ASSIGNMENT AND ASSUMPTION OF ASSET PURCHASE AGREEMENT [MOB I]

EX-10.2 3 d594790dex102.htm EX-10.2 EX-10.2

Exhibit 10.2

ASSIGNMENT AND ASSUMPTION OF

ASSET PURCHASE AGREEMENT

[MOB I]

THIS ASSIGNMENT AND ASSUMPTION OF ASSET PURCHASE AGREEMENT (this “Assignment”) made as of this 30th day of August, 2013 by and between CHP PARTNERS, LP, a Delaware limited partnership (the “Assignor”), and CHP CALVERT MOB OWNER, LLC, a Delaware limited liability company (the “Assignee”).

WHEREAS, CALVERT MEDICAL OFFICE BUILDING LIMITED PARTNERSHIP, a Maryland limited partnership (the “Seller”), and Assignor, as purchaser, entered into that certain Purchase Agreement effectively dated as of June 26, 2013; as amended from time to time (the “Purchase Agreement”), regarding the purchase of those certain medical office buildings described in the Purchase Agreement as the “MOB I”;

WHEREAS, pursuant to Section 12.05 of the Purchase Agreement, Assignor has the right to assign its interest in the Purchase Agreement to an “Affiliate” of Assignor, without the consent or approval of the Seller; and

WHEREAS, the Assignee is an Affiliate of Assignor within the meaning of the Purchase Agreement, and Assignor may therefore assign its interest in the Purchase Agreement to Assignee without the consent or approval of Seller.

NOW, THEREFORE, for good and valuable consideration, the sufficiency and receipt of which is hereby acknowledged, Assignor hereby assigns, transfers, sets over, and conveys unto Assignee, all of Assignor’s rights, privileges, duties and obligations in, to and under the Purchase Agreement, together with all of Assignor’s rights, title and interest in and to the Property described in said Purchase Agreement, including, without limitation, all earnest money deposits paid pursuant thereto, and all rights, power and privileges conferred by the Purchase Agreement upon Assignor, as purchaser therein, and Assignor hereby authorizes the Assignees to exercise said rights, powers and privileges in as full a manner as Assignor is authorized to exercise the same.

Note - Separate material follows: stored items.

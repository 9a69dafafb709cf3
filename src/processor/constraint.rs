use std::sync::LazyLock;

use regex::Regex;

use crate::classfile::Annotation;
use crate::context::{CheckContext, Target};
use crate::error::Result;
use crate::expr::Script;

use super::{AnnotationProcessor, MetaAnnotation};

/// `X` as a standalone identifier in a dumped expression.
static PLACEHOLDER: LazyLock<Regex> =
    LazyLock::new(|| Regex::new(r"(?i)\bx\b").expect("Invalid regex"));

/// `@Constraint`: the value must be a valid expression mentioning `X`.
#[derive(Debug, Default, Clone, Copy)]
pub struct ConstraintProcessor;

impl AnnotationProcessor for ConstraintProcessor {
    fn kind(&self) -> MetaAnnotation {
        MetaAnnotation::Constraint
    }

    fn process(
        &self,
        context: &mut CheckContext,
        target: &Target<'_>,
        annotation: &Annotation,
    ) -> Result<usize> {
        let expression = annotation.string_value("value", "");
        match Script::parse(&expression) {
            Ok(script) => {
                if !PLACEHOLDER.is_match(&script.dump()) {
                    context.error(
                        &format!("can't detect 'X' at constraint expression '{expression}'"),
                        Some(target),
                    );
                }
            }
            Err(_) => {
                context.error(
                    &format!("wrong constraint expression '{expression}'"),
                    Some(target),
                );
            }
        }
        Ok(1)
    }
}

/// True if `expression` parses and uses `X` as a standalone identifier.
#[must_use]
pub fn has_placeholder(expression: &str) -> bool {
    Script::parse(expression).is_ok_and(|script| PLACEHOLDER.is_match(&script.dump()))
}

Assignee assumes and covenants to perform all duties and obligations of the Assignor under the Purchase Agreement, regardless of whether arising before or after the date of this Assignment.

This instrument may be signed in counterpart copies, each of which shall be considered an original and which together shall constitute one and the same instrument.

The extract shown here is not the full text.